There is wide number of thermal tools at our disposal at affordable prices that continue to drop; like digital cameras and digital thermometers, available, affordable and useful for a paranormal investigation. Although the price of thermal devices and cameras have undoubtedly dropped, they still have not quite become an affordable tool for spirit research, even though they rank as the most coveted and sought after equipment by teams around the world.

However, the expensive equipment is also the most difficult tool to use, and use properly requiring many industry professionals weeks of extensive training on these devices. Yet that has not detoured them from becoming the most sought-after choices for every paranormal investigation team serious about research. The reason thermal cameras are such a popular choice for paranormal investigations can be largely attributed to top rated paranormal television shows, that purportedly believe they derived concrete evidence of paranormal activity from its use. In fact, once a team possesses this technology, they will find that thermography could quickly become an integral part of their investigation activities, they (inexperienced paranormal teams) often do not realize the subjectivity of using such a evidence. Thermal imaging cameras capture heat, not light, and yes, they can easily be used in total darkness, but now so can many digital and full-spectrum digital and video cameras offer benefits that outweigh justifying the expense of a thermal imaging device, including fog and smoke (as if paranormal teams would be investigating in such environments), making thermal devices more effective and widely used by firefighters around the world during rescue operations.

It is often thought that one of the most distinguishing features of a thermal camera is its ability to capture (and possibly indicate) an entity may be present that could have otherwise gone undetected by the naked eye. My experience does not support this claim.

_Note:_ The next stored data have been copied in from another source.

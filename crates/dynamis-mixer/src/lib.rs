//! dynamis-mixer: the named bus graph, mix-snapshot blend layer, host
//! sink/asset boundaries, and the per-block render loop that ties every
//! other DynamisAudio crate together (spec.md §4.I, §4.J, §6).

mod asset;
mod bus;
mod config;
mod engine;
mod mix_snapshot;
mod sink;
mod stats;

pub use asset::{AssetFrameSource, AudioAsset, NullAudioAsset};
pub use bus::{AudioBus, BusSource, MixBusControl};
pub use config::{ConfigError, ConfigResult, EngineConfig};
pub use engine::{Engine, EngineError, EngineHandles, MASTER_BUS_NAME, REVERB_BUS_NAME, SFX_BUS_NAME};
pub use mix_snapshot::{MixSnapshotManager, MixSnapshotRequest};
pub use sink::{AudioSink, NullAudioSink, SinkError};
pub use stats::EngineStats;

It has long been known that a paranormal event often is realized by the occurrence of a temperature change in the presence of an entity (warmth in cold air, and cold in warm air). But extensive research has demonstrated that only a small fraction of noticeable paranormal activity is actually realized by a temperature change, and most are subjective experiences by research team members that usually to not confirm the change by other means, such as a simple ambient digital thermometer. Also my experience dictates that most of these temperature changes can be attributed to ‘normal’ and explainable occurrences. Which is precisely why these exclusive tools are the most coveted electronic device on every paranormal investigator’s ‘wish list.’  And, although a thermal imaging camera may appear to be the perfect tool, that easily distinguishes temperature fluctuations caused by a ‘normal’ source and a ‘paranormal’ event, that is a fallacy!

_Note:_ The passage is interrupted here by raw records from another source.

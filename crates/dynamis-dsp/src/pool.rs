//! Fixed-capacity voice pool: pre-prepared `VoiceNode`s loaned to emitters
//! on promotion (spec §3, §4.H). `acquire` never allocates; exhaustion is
//! signalled by returning `None`, which is the contract upstream callers
//! (the voice manager) use for flow control rather than an error.

use crate::chain::VoiceNode;

/// Opaque handle to a loaned voice slot. Callers pass it back to
/// [`VoicePool::release`]; it carries no lifetime so it can be stored
/// alongside an emitter across blocks.
#[derive(Debug, Clone, Copy, PartialEq, Eq)]
pub struct VoiceHandle(usize);

impl VoiceHandle {
    pub fn slot(&self) -> usize {
        self.0
    }
}

/// Fixed-capacity array of pre-built voice nodes plus an in-use bitmap.
pub struct VoicePool {
    voices: Vec<VoiceNode>,
    in_use: Vec<bool>,
}

impl VoicePool {
    /// Builds and `prepare`s every voice node up front; this is the pool's
    /// sole allocation point.
    pub fn new(capacity: usize, max_frames: usize, channels: usize) -> Self {
        let mut voices: Vec<VoiceNode> = (0..capacity)
            .map(|i| VoiceNode::new(format!("voice{i}")))
            .collect();
        for v in &mut voices {
            v.prepare(max_frames, channels);
        }
        Self {
            voices,
            in_use: vec![false; capacity],
        }
    }

    pub fn capacity(&self) -> usize {
        self.voices.len()
    }

    pub fn in_use_count(&self) -> usize {
        self.in_use.iter().filter(|&&b| b).count()
    }

    pub fn is_exhausted(&self) -> bool {
        self.in_use.iter().all(|&b| b)
    }

    /// Loans the first free voice, resetting its state. Returns `None`
    /// without allocating when every slot is in use (spec §4.H).
    pub fn acquire(&mut self) -> Option<(VoiceHandle, &mut VoiceNode)> {
        let idx = self.in_use.iter().position(|&used| !used)?;
        self.in_use[idx] = true;
        self.voices[idx].reset();
        Some((VoiceHandle(idx), &mut self.voices[idx]))
    }

    pub fn get_mut(&mut self, handle: VoiceHandle) -> &mut VoiceNode {
        &mut self.voices[handle.0]
    }

    /// Clears the voice's bindings and returns it to the free set.
    pub fn release(&mut self, handle: VoiceHandle) {
        let idx = handle.0;
        self.voices[idx].set_asset(None);
        self.voices[idx].set_emitter(None);
        self.voices[idx].reset();
        self.in_use[idx] = false;
    }

    /// Iterates every currently-loaned voice with its handle, for the
    /// render loop's per-block voice sweep and completion drain.
    pub fn iter_active_mut(&mut self) -> impl Iterator<Item = (VoiceHandle, &mut VoiceNode)> {
        let in_use = &self.in_use;
        self.voices
            .iter_mut()
            .enumerate()
            .filter(move |(i, _)| in_use[*i])
            .map(|(i, v)| (VoiceHandle(i), v))
    }
}

#[cfg(test)]
mod tests {
    use super::*;

    #[test]
    fn acquire_exhausts_then_returns_none() {
        let mut pool = VoicePool::new(2, 64, 1);
        let (h0, _) = pool.acquire().unwrap();
        let (h1, _) = pool.acquire().unwrap();
        assert!(pool.acquire().is_none());
        assert!(pool.is_exhausted());
        pool.release(h0);
        assert!(pool.acquire().is_some());
        pool.release(h1);
    }

    #[test]
    fn released_voice_is_unbound() {
        let mut pool = VoicePool::new(1, 64, 1);
        let (h, voice) = pool.acquire().unwrap();
        assert!(!voice.is_bound());
        pool.release(h);
        let (_, voice) = pool.acquire().unwrap();
        assert!(!voice.is_bound());
    }

    #[test]
    fn in_use_count_tracks_acquisitions() {
        let mut pool = VoicePool::new(3, 32, 1);
        assert_eq!(pool.in_use_count(), 0);
        let (h, _) = pool.acquire().unwrap();
        assert_eq!(pool.in_use_count(), 1);
        pool.release(h);
        assert_eq!(pool.in_use_count(), 0);
    }
}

Desert Highlands Paranormal Research

I have used thermal imaging devices, including units from companies like FLIR Thermal Imaging Camcorders, which can get quite pricey, yet did not yield the results expected I expected. In all our years of paranormal investigating in the field, both Kurt and I have both use them to detect both heat signatures within the Infra-red spectrum’s in the hope of identifying evidence during a potentially paranormal active event. But was it really conclusive proof? No, not all, nor was it enough to offset the expense of such a pricey piece of equipment. FLIR has led the industry in its innovation of the devices that are most commonly  used to detect heat loss, high-power line problems with electric and utility companies, to home insulation issues. In the paranormal world however,we discovered the ability to identify cold/hot spots often felt during a paranormal was much more effective by our experience than by such sophisticated equipment. Often in areas of a paranormal occurrence where no heat or cold fluctuation were even noticeable by these devices, we were able to detect a sudden change in temperature verified by a simple electronic thermometer costing only a few dollars. However, these devices can be useful in detecting anomalies at great distances, but with the biggest drawback being cost, you could end up ‘chasing ghosts’ only because you saw a thermal change the could have anything at all…yet, always inconclusive when chased to get a closer a look, usually caused by phantom images generated by the device or the active imagination of the person using it. At a cost in the neighborhood of $5,000 – $8,000, for low-end devices without a digital recording ability, and some exceeding $15,000, it doesn’t take a rocket scientist to determine whether it’s cost-effective or not!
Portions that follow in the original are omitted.